Par le docteur Xavier Mirabel

Derrière le « cas Vincent Humbert », des questions finalement assez complexes se profilent, dont les soignants ne peuvent pas faire l’économie au quotidien, d’autant que la clé pour y répondre demeure largement ce qui se joue, dans leur conscience personnelle, en terme d’intention.

Le docteur Chaussoy est intervenu sur Vincent Humbert qu’il ne connaissait pas personnellement tout en étant conscient de la pression médiatique autour de son cas. L’administration d’une injection de chlorure de potassium à une personne est un acte qui tue en quelques secondes. Aucun soignant ne peut l’ignorer, encore moins un réanimateur par ailleurs habitué aux situations limites et au stress. Il ne peut s’agir que d’une euthanasie : « action ou omission ayant pour objectif de donner la mort dans l’intention de soulager toute souffrance ».

Lorsque le docteur Chaussoy prend en charge Vincent qui a reçu une première injection qui se voulait létale par Marie Humbert, le jeune homme était-il sur la voie de mourir inéluctablement ?

Si c’est le cas, la médecine sera impuissante pour le sauver et l’arrêt de ventilation qui a précédé la piqûre létale peut être légitime parce que considérée comme un traitement disproportionné. L’arrêt de ventilation peut alors être accepté comme un geste médical éthiquement juste. Dans cette situation, le médecin qui interrompt la ventilation doit mettre en œuvre des traitements de confort : soulagement de la douleur, de la sensation d’étouffement, etc. Dans cette hypothèse, le docteur Chaussoy n’a fait qu’un seul geste illégitime : l’injection létale. Celle-ci est d’ailleurs récusée par toute la déontologie médicale et par la communauté des réanimateurs et, heureusement, par la loi.

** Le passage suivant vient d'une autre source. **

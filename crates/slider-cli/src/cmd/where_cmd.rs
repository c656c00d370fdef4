//! `slider where`: Which sliders carry a banner.

use super::{Context, open_db};
use crate::output::render_mode;
use anyhow::Result;
use clap::Args;
use serde::Serialize;
use slider_core::SliderRepository;
use slider_core::db::SqliteRelationStore;

#[derive(Args, Debug)]
pub struct WhereArgs {
    /// Banner id.
    pub banner: i64,
}

#[derive(Debug, Serialize)]
struct SliderRef {
    id: i64,
    name: String,
}

#[derive(Debug, Serialize)]
struct WhereReport {
    banner_id: i64,
    sliders: Vec<SliderRef>,
}

/// Execute `slider where`.
///
/// # Errors
///
/// Returns an error if the store is missing or a query fails.
pub fn run_where(args: &WhereArgs, ctx: &Context) -> Result<()> {
    let conn = open_db(ctx)?;
    let repo = SliderRepository::new(&conn);

    let mut sliders = Vec::new();
    for id in SqliteRelationStore::new(&conn).slider_ids_for_banner(args.banner)? {
        let name = repo.slider_name_by_id(id)?.unwrap_or_default();
        sliders.push(SliderRef { id, name });
    }
    let report = WhereReport {
        banner_id: args.banner,
        sliders,
    };

    render_mode(
        ctx.output,
        &report,
        |r, w| {
            for slider in &r.sliders {
                writeln!(w, "{}\t{}", slider.id, slider.name)?;
            }
            Ok(())
        },
        |r, w| {
            if r.sliders.is_empty() {
                return writeln!(w, "Banner {} is not in any slider.", r.banner_id);
            }
            writeln!(w, "Banner {} appears in:", r.banner_id)?;
            for slider in &r.sliders {
                writeln!(w, "  {:>5}  {}", slider.id, slider.name)?;
            }
            Ok(())
        },
    )
}
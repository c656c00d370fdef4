use anyhow::{Context, Result};
use serde::{Deserialize, Serialize};
use std::path::{Path, PathBuf};
use std::time::Duration;

/// File name looked up in the working directory.
pub const CONFIG_FILE: &str = "slider.toml";

/// Environment variable that overrides the database path.
pub const DB_ENV: &str = "SLIDER_DB";

#[derive(Debug, Clone, Default, Serialize, Deserialize)]
pub struct Config {
    #[serde(default)]
    pub store: StoreConfig,
    #[serde(default)]
    pub output: OutputConfig,
}

#[derive(Debug, Clone, Serialize, Deserialize)]
pub struct StoreConfig {
    #[serde(default = "default_db_path")]
    pub path: PathBuf,
    #[serde(default = "default_busy_timeout_ms")]
    pub busy_timeout_ms: u64,
}

impl Default for StoreConfig {
    fn default() -> Self {
        Self {
            path: default_db_path(),
            busy_timeout_ms: default_busy_timeout_ms(),
        }
    }
}

impl StoreConfig {
    #[must_use]
    pub const fn busy_timeout(&self) -> Duration {
        Duration::from_millis(self.busy_timeout_ms)
    }
}

#[derive(Debug, Clone, Default, Serialize, Deserialize)]
pub struct OutputConfig {
    #[serde(default)]
    pub format: Option<String>,
}

/// Load `slider.toml` from `root`, falling back to defaults when absent.
///
/// # Errors
///
/// Returns an error if the file exists but cannot be read or parsed.
pub fn load_config(root: &Path) -> Result<Config> {
    let path = root.join(CONFIG_FILE);
    if !path.exists() {
        return Ok(Config::default());
    }

    let content = std::fs::read_to_string(&path)
        .with_context(|| format!("Failed to read {}", path.display()))?;

    toml::from_str::<Config>(&content)
        .with_context(|| format!("Failed to parse {}", path.display()))
}

/// Pick the database path: flag, then `SLIDER_DB`, then config.
///
/// Relative paths are resolved against `root`.
#[must_use]
pub fn resolve_db_path(
    root: &Path,
    cli_db: Option<&Path>,
    env_db: Option<&str>,
    config: &Config,
) -> PathBuf {
    let chosen = cli_db
        .map(Path::to_path_buf)
        .or_else(|| {
            env_db
                .filter(|raw| !raw.trim().is_empty())
                .map(PathBuf::from)
        })
        .unwrap_or_else(|| config.store.path.clone());

    if chosen.is_absolute() {
        chosen
    } else {
        root.join(chosen)
    }
}

fn default_db_path() -> PathBuf {
    PathBuf::from(".slider/slider.db")
}

const fn default_busy_timeout_ms() -> u64 {
    5_000
}
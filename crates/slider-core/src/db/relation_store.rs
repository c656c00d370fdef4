//! [`RelationStore`] backed by the `slider_banners` table.
//!
//! The store never opens its own transaction; every call runs inside
//! whatever transaction the borrowed connection is in.

use rusqlite::{Connection, params, params_from_iter};

use crate::error::StorageError;
use crate::model::{BannerId, PersistedState, Relation, SliderId};
use crate::relation::RelationStore;

/// Banner ids bound per `DELETE ... IN (...)` statement.
const DELETE_CHUNK: usize = 500;

pub struct SqliteRelationStore<'conn> {
    conn: &'conn Connection,
}

impl<'conn> SqliteRelationStore<'conn> {
    #[allow(clippy::missing_const_for_fn)]
    pub fn new(conn: &'conn Connection) -> Self {
        Self { conn }
    }

    /// Sliders that currently show `banner_id`, ascending.
    ///
    /// # Errors
    ///
    /// Returns an error if the query fails.
    pub fn slider_ids_for_banner(&self, banner_id: BannerId) -> Result<Vec<SliderId>, StorageError> {
        let mut stmt = self.conn.prepare_cached(
            "SELECT slider_id FROM slider_banners WHERE banner_id = ?1 ORDER BY slider_id",
        )?;
        let ids = stmt
            .query_map(params![banner_id], |row| row.get::<_, SliderId>(0))?
            .collect::<Result<Vec<SliderId>, _>>()?;
        Ok(ids)
    }
}

impl RelationStore for SqliteRelationStore<'_> {
    fn load_positions(&self, slider_id: SliderId) -> Result<PersistedState, StorageError> {
        let mut stmt = self
            .conn
            .prepare_cached("SELECT banner_id, position FROM slider_banners WHERE slider_id = ?1")?;
        let positions = stmt
            .query_map(params![slider_id], |row| {
                Ok((row.get::<_, BannerId>(0)?, row.get::<_, i64>(1)?))
            })?
            .collect::<Result<PersistedState, _>>()?;
        Ok(positions)
    }

    fn delete_relations(
        &self,
        slider_id: SliderId,
        banner_ids: &[BannerId],
    ) -> Result<usize, StorageError> {
        let mut removed = 0;
        for chunk in banner_ids.chunks(DELETE_CHUNK) {
            let placeholders = vec!["?"; chunk.len()].join(", ");
            let sql = format!(
                "DELETE FROM slider_banners WHERE slider_id = ? AND banner_id IN ({placeholders})"
            );
            let values = std::iter::once(slider_id).chain(chunk.iter().copied());
            removed += self.conn.execute(&sql, params_from_iter(values))?;
        }
        Ok(removed)
    }

    fn insert_relations(&self, rows: &[Relation]) -> Result<usize, StorageError> {
        let mut stmt = self.conn.prepare_cached(
            "INSERT INTO slider_banners (slider_id, banner_id, position) VALUES (?1, ?2, ?3)",
        )?;
        let mut inserted = 0;
        for row in rows {
            inserted += stmt.execute(params![row.slider_id, row.banner_id, row.position])?;
        }
        Ok(inserted)
    }

    fn update_position(
        &self,
        slider_id: SliderId,
        banner_id: BannerId,
        position: i64,
    ) -> Result<usize, StorageError> {
        let updated = self.conn.execute(
            "UPDATE slider_banners SET position = ?1 WHERE slider_id = ?2 AND banner_id = ?3",
            params![position, slider_id, banner_id],
        )?;
        Ok(updated)
    }
}
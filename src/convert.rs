use std::fs;
use std::path::{Path, PathBuf};
use std::sync::Arc;
use std::time::Duration;

use tracing::{debug, error, info};

use crate::domain::StructureFormat;
use crate::error::GrimError;
use crate::exec::ProcessRunner;

pub trait FormatConverter: Send + Sync {
    /// Converts `input` to `format`, returning the written file.
    fn convert(
        &self,
        input: &Path,
        format: StructureFormat,
        out_dir: Option<&Path>,
    ) -> Result<PathBuf, GrimError>;
}

/// `<stem>.<format>` next to the input, or inside `out_dir` when given.
pub fn output_path(input: &Path, format: StructureFormat, out_dir: Option<&Path>) -> PathBuf {
    let stem = input
        .file_stem()
        .map(|stem| stem.to_string_lossy().to_string())
        .unwrap_or_else(|| "structure".to_string());
    let dir = match out_dir {
        Some(dir) => dir.to_path_buf(),
        None => input.parent().map(Path::to_path_buf).unwrap_or_default(),
    };
    dir.join(format!("{stem}.{}", format.extension()))
}

/// Converter backed by the `obabel` command line.
pub struct OpenBabelConverter {
    runner: Arc<dyn ProcessRunner>,
    executable: String,
    timeout: Duration,
}

impl OpenBabelConverter {
    pub fn new(
        runner: Arc<dyn ProcessRunner>,
        executable: impl Into<String>,
        timeout: Duration,
    ) -> Self {
        Self {
            runner,
            executable: executable.into(),
            timeout,
        }
    }
}

impl FormatConverter for OpenBabelConverter {
    fn convert(
        &self,
        input: &Path,
        format: StructureFormat,
        out_dir: Option<&Path>,
    ) -> Result<PathBuf, GrimError> {
        if !input.is_file() {
            return Err(GrimError::Filesystem(format!(
                "input file not found: {}",
                input.display()
            )));
        }
        if let Some(dir) = out_dir {
            fs::create_dir_all(dir).map_err(|err| GrimError::Filesystem(err.to_string()))?;
        }

        let output = output_path(input, format, out_dir);
        info!(
            "converting {} to {}",
            input.display(),
            format.extension().to_uppercase()
        );
        let command = vec![
            self.executable.clone(),
            input.to_string_lossy().to_string(),
            "-O".to_string(),
            output.to_string_lossy().to_string(),
        ];
        let result = self.runner.execute(&command, None, Some(self.timeout))?;
        if !result.success() {
            let reason = result.diagnostic();
            error!(input = %input.display(), "Open Babel conversion failed: {reason}");
            return Err(GrimError::Calculation(format!(
                "conversion of {} to {format} failed: {reason}",
                input.display()
            )));
        }

        let written = fs::metadata(&output).map(|meta| meta.len()).unwrap_or(0);
        if written == 0 {
            return Err(GrimError::Calculation(format!(
                "conversion produced no output at {}",
                output.display()
            )));
        }
        debug!(output = %output.display(), bytes = written, "conversion complete");
        Ok(output)
    }
}

/// First whitespace-separated token of the first non-empty line of a SMILES
/// file.
pub fn read_smiles(path: &Path) -> Result<Option<String>, GrimError> {
    let content =
        fs::read_to_string(path).map_err(|err| GrimError::Filesystem(err.to_string()))?;
    Ok(content
        .lines()
        .find(|line| !line.trim().is_empty())
        .and_then(|line| line.split_whitespace().next())
        .map(str::to_string))
}
use std::fs;
use std::path::{Path, PathBuf};
use std::time::Duration;

use camino::Utf8PathBuf;
use directories::BaseDirs;
use serde::{Deserialize, Serialize};
use tracing::{debug, info};

use crate::error::GrimError;
use crate::retry::RetryPolicy;

pub const CONFIG_FILE_NAME: &str = "grimperium.json";

pub const DEFAULT_CREST_KEYWORDS: &str = "--gfn2";
pub const DEFAULT_MOPAC_KEYWORDS: &str = "PM7 PRECISE XYZ";
pub const DEFAULT_REPOSITORY_PATH: &str = "repository";
pub const DEFAULT_CBS_DB_PATH: &str = "data/thermo_cbs.csv";
pub const DEFAULT_PM7_DB_PATH: &str = "data/thermo_pm7.csv";
pub const DEFAULT_LISTS_DIRECTORY: &str = "data/lists";

pub const CONFORMER_SEARCH_TIMEOUT_SECS: u64 = 3600;
pub const QUANTUM_TIMEOUT_SECS: u64 = 1800;
pub const CONVERSION_TIMEOUT_SECS: u64 = 60;
pub const EXECUTABLE_CHECK_TIMEOUT_SECS: u64 = 10;
pub const LOCK_WAIT_TIMEOUT_SECS: u64 = 30;

/// Whole-run attempts when neither the config nor `--retries` asks for more.
pub const DEFAULT_RUN_ATTEMPTS: u32 = 1;

#[derive(Debug, Default, Deserialize, Serialize)]
pub struct Config {
    #[serde(default)]
    pub executables: ExecutablesEntry,
    #[serde(default)]
    pub crest_keywords: Option<String>,
    #[serde(default)]
    pub mopac_keywords: Option<String>,
    #[serde(default)]
    pub repository_base_path: Option<String>,
    #[serde(default)]
    pub database: DatabaseEntry,
    #[serde(default)]
    pub general_settings: GeneralSettingsEntry,
    #[serde(default)]
    pub timeouts: TimeoutsEntry,
    #[serde(default)]
    pub retry: RetryEntry,
}

#[derive(Debug, Default, Deserialize, Serialize)]
pub struct ExecutablesEntry {
    #[serde(default)]
    pub crest: Option<String>,
    #[serde(default)]
    pub mopac: Option<String>,
    #[serde(default)]
    pub obabel: Option<String>,
}

#[derive(Debug, Default, Deserialize, Serialize)]
pub struct DatabaseEntry {
    #[serde(default)]
    pub cbs_db_path: Option<String>,
    #[serde(default)]
    pub pm7_db_path: Option<String>,
}

#[derive(Debug, Default, Deserialize, Serialize)]
pub struct GeneralSettingsEntry {
    #[serde(default)]
    pub verbose: Option<bool>,
    #[serde(default)]
    pub lists_directory: Option<String>,
}

/// Timeouts in seconds.
#[derive(Debug, Default, Deserialize, Serialize)]
pub struct TimeoutsEntry {
    #[serde(default)]
    pub conformer_search: Option<u64>,
    #[serde(default)]
    pub quantum: Option<u64>,
    #[serde(default)]
    pub conversion: Option<u64>,
    #[serde(default)]
    pub executable_check: Option<u64>,
    #[serde(default)]
    pub lock_wait: Option<u64>,
}

#[derive(Debug, Default, Deserialize, Serialize)]
pub struct RetryEntry {
    #[serde(default)]
    pub max_attempts: Option<u32>,
    #[serde(default)]
    pub delay_ms: Option<u64>,
    #[serde(default)]
    pub backoff: Option<f64>,
}

#[derive(Debug, Clone, PartialEq, Eq, Serialize)]
pub struct Executables {
    pub crest: String,
    pub mopac: String,
    pub obabel: String,
}

impl Default for Executables {
    fn default() -> Self {
        Self {
            crest: "crest".to_string(),
            mopac: "mopac".to_string(),
            obabel: "obabel".to_string(),
        }
    }
}

#[derive(Debug, Clone, Copy, PartialEq, Eq)]
pub struct Timeouts {
    pub conformer_search: Duration,
    pub quantum: Duration,
    pub conversion: Duration,
    pub executable_check: Duration,
    pub lock_wait: Duration,
}

impl Default for Timeouts {
    fn default() -> Self {
        Self {
            conformer_search: Duration::from_secs(CONFORMER_SEARCH_TIMEOUT_SECS),
            quantum: Duration::from_secs(QUANTUM_TIMEOUT_SECS),
            conversion: Duration::from_secs(CONVERSION_TIMEOUT_SECS),
            executable_check: Duration::from_secs(EXECUTABLE_CHECK_TIMEOUT_SECS),
            lock_wait: Duration::from_secs(LOCK_WAIT_TIMEOUT_SECS),
        }
    }
}

#[derive(Debug, Clone)]
pub struct ResolvedConfig {
    pub source: Option<PathBuf>,
    pub executables: Executables,
    pub crest_keywords: String,
    pub mopac_keywords: String,
    pub repository_base_path: Utf8PathBuf,
    pub cbs_db_path: Utf8PathBuf,
    pub pm7_db_path: Utf8PathBuf,
    pub verbose: bool,
    pub lists_directory: Utf8PathBuf,
    pub timeouts: Timeouts,
    pub retry: RetryPolicy,
}

impl ResolvedConfig {
    /// `path` itself when it exists, otherwise the same name under
    /// `lists_directory`, trying a `.txt` extension for bare names.
    pub fn resolve_list_path(&self, path: &Path) -> PathBuf {
        if path.exists() || path.is_absolute() {
            return path.to_path_buf();
        }
        let in_lists = self.lists_directory.as_std_path().join(path);
        if in_lists.is_file() {
            debug!(path = %in_lists.display(), "found list in lists directory");
            return in_lists;
        }
        if path.extension().is_none() {
            let with_txt = in_lists.with_extension("txt");
            if with_txt.is_file() {
                debug!(path = %with_txt.display(), "found list in lists directory");
                return with_txt;
            }
        }
        path.to_path_buf()
    }

    pub fn not_found_list_path(&self) -> Utf8PathBuf {
        self.repository_base_path
            .join("not-found")
            .join("not-found.txt")
    }
}

impl Default for ResolvedConfig {
    fn default() -> Self {
        Self {
            source: None,
            executables: Executables::default(),
            crest_keywords: DEFAULT_CREST_KEYWORDS.to_string(),
            mopac_keywords: DEFAULT_MOPAC_KEYWORDS.to_string(),
            repository_base_path: Utf8PathBuf::from(DEFAULT_REPOSITORY_PATH),
            cbs_db_path: Utf8PathBuf::from(DEFAULT_CBS_DB_PATH),
            pm7_db_path: Utf8PathBuf::from(DEFAULT_PM7_DB_PATH),
            verbose: false,
            lists_directory: Utf8PathBuf::from(DEFAULT_LISTS_DIRECTORY),
            timeouts: Timeouts::default(),
            retry: default_retry(),
        }
    }
}

pub struct ConfigLoader;

impl ConfigLoader {
    /// Loads `path`, or `grimperium.json` from the working directory, or the
    /// user config directory; falls back to defaults when nothing is found.
    pub fn resolve(path: Option<&str>) -> Result<ResolvedConfig, GrimError> {
        let config_path = match path {
            Some(path) => Some(PathBuf::from(path)),
            None => Self::discover(),
        };

        let Some(config_path) = config_path else {
            info!("no {CONFIG_FILE_NAME} found, using built-in defaults");
            return Self::resolve_config(Config::default());
        };

        if !config_path.is_file() {
            return Err(GrimError::ConfigRead(config_path));
        }

        info!(path = %config_path.display(), "loading configuration");
        let content = fs::read_to_string(&config_path)
            .map_err(|_| GrimError::ConfigRead(config_path.clone()))?;
        let config: Config = serde_json::from_str(&content)
            .map_err(|err| GrimError::ConfigParse(err.to_string()))?;

        let mut resolved = Self::resolve_config(config)?;
        resolved.source = Some(config_path);
        Ok(resolved)
    }

    fn discover() -> Option<PathBuf> {
        let local = PathBuf::from(CONFIG_FILE_NAME);
        if local.is_file() {
            return Some(local);
        }
        let user = BaseDirs::new()
            .map(|dirs| dirs.config_dir().join("grimperium").join(CONFIG_FILE_NAME))?;
        debug!(path = %user.display(), "checking user configuration");
        user.is_file().then_some(user)
    }

    pub fn resolve_config(config: Config) -> Result<ResolvedConfig, GrimError> {
        let defaults = Executables::default();
        let executables = Executables {
            crest: non_empty("executables.crest", config.executables.crest)?
                .unwrap_or(defaults.crest),
            mopac: non_empty("executables.mopac", config.executables.mopac)?
                .unwrap_or(defaults.mopac),
            obabel: non_empty("executables.obabel", config.executables.obabel)?
                .unwrap_or(defaults.obabel),
        };

        let crest_keywords = config
            .crest_keywords
            .unwrap_or_else(|| DEFAULT_CREST_KEYWORDS.to_string());
        let mopac_keywords = non_empty("mopac_keywords", config.mopac_keywords)?
            .unwrap_or_else(|| DEFAULT_MOPAC_KEYWORDS.to_string());

        let repository_base_path = non_empty("repository_base_path", config.repository_base_path)?
            .unwrap_or_else(|| DEFAULT_REPOSITORY_PATH.to_string());
        let cbs_db_path = non_empty("database.cbs_db_path", config.database.cbs_db_path)?
            .unwrap_or_else(|| DEFAULT_CBS_DB_PATH.to_string());
        let pm7_db_path = non_empty("database.pm7_db_path", config.database.pm7_db_path)?
            .unwrap_or_else(|| DEFAULT_PM7_DB_PATH.to_string());
        let lists_directory = non_empty(
            "general_settings.lists_directory",
            config.general_settings.lists_directory,
        )?
        .unwrap_or_else(|| DEFAULT_LISTS_DIRECTORY.to_string());

        let defaults = Timeouts::default();
        let entry = config.timeouts;
        let timeouts = Timeouts {
            conformer_search: seconds(
                "timeouts.conformer_search",
                entry.conformer_search,
                defaults.conformer_search,
            )?,
            quantum: seconds("timeouts.quantum", entry.quantum, defaults.quantum)?,
            conversion: seconds("timeouts.conversion", entry.conversion, defaults.conversion)?,
            executable_check: seconds(
                "timeouts.executable_check",
                entry.executable_check,
                defaults.executable_check,
            )?,
            lock_wait: seconds("timeouts.lock_wait", entry.lock_wait, defaults.lock_wait)?,
        };

        let default_retry = default_retry();
        let retry = RetryPolicy::new(
            config.retry.max_attempts.unwrap_or(default_retry.max_attempts),
            config
                .retry
                .delay_ms
                .map(Duration::from_millis)
                .unwrap_or(default_retry.delay),
            config.retry.backoff.unwrap_or(default_retry.backoff),
        );

        Ok(ResolvedConfig {
            source: None,
            executables,
            crest_keywords,
            mopac_keywords,
            repository_base_path: Utf8PathBuf::from(repository_base_path),
            cbs_db_path: Utf8PathBuf::from(cbs_db_path),
            pm7_db_path: Utf8PathBuf::from(pm7_db_path),
            verbose: config.general_settings.verbose.unwrap_or(false),
            lists_directory: Utf8PathBuf::from(lists_directory),
            timeouts,
            retry,
        })
    }
}

fn default_retry() -> RetryPolicy {
    let base = RetryPolicy::default();
    RetryPolicy::new(DEFAULT_RUN_ATTEMPTS, base.delay, base.backoff)
}

fn non_empty(field: &str, value: Option<String>) -> Result<Option<String>, GrimError> {
    match value {
        Some(value) if value.trim().is_empty() => Err(GrimError::InvalidConfig(format!(
            "{field} must not be empty"
        ))),
        Some(value) => Ok(Some(value.trim().to_string())),
        None => Ok(None),
    }
}

fn seconds(field: &str, value: Option<u64>, default: Duration) -> Result<Duration, GrimError> {
    match value {
        Some(0) => Err(GrimError::InvalidConfig(format!(
            "{field} must be greater than zero"
        ))),
        Some(secs) => Ok(Duration::from_secs(secs)),
        None => Ok(default),
    }
}

#[cfg(test)]
mod tests {
    use super::*;

    #[test]
    fn empty_config_resolves_to_defaults() {
        let resolved = ConfigLoader::resolve_config(Config::default()).unwrap();
        assert_eq!(resolved.executables, Executables::default());
        assert_eq!(resolved.crest_keywords, "--gfn2");
        assert_eq!(resolved.mopac_keywords, "PM7 PRECISE XYZ");
        assert_eq!(resolved.pm7_db_path, "data/thermo_pm7.csv");
        assert_eq!(resolved.timeouts, Timeouts::default());
        assert_eq!(resolved.retry.max_attempts, 1);
        assert_eq!(
            resolved.not_found_list_path(),
            "repository/not-found/not-found.txt"
        );
    }
}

Si, à la suite de l’injection initiale de barbituriques par Marie Humbert, il était encore possible de sauver Vincent, alors l’arrêt de la ventilation ne peut plus être si facilement accepté. Il ne s’agit plus alors d’arrêter des soins à l’évidence disproportionnés. Il y a alors deux interprétations :
– Il peut s’agir de la prise en compte de la volonté supposée de Vincent de refuser cette réanimation (ce qui mérite d’être au moins examiné).
– Ou bien, l’arrêt de la ventilation pourrait résulter d’une volonté de céder à la pression de l’opinion publique, des médias et de la famille en faisant mourir le jeune homme. Il y aurait donc là une volonté euthanasique et le docteur Chaussoy aurait posé consécutivement deux gestes fatals sur Vincent.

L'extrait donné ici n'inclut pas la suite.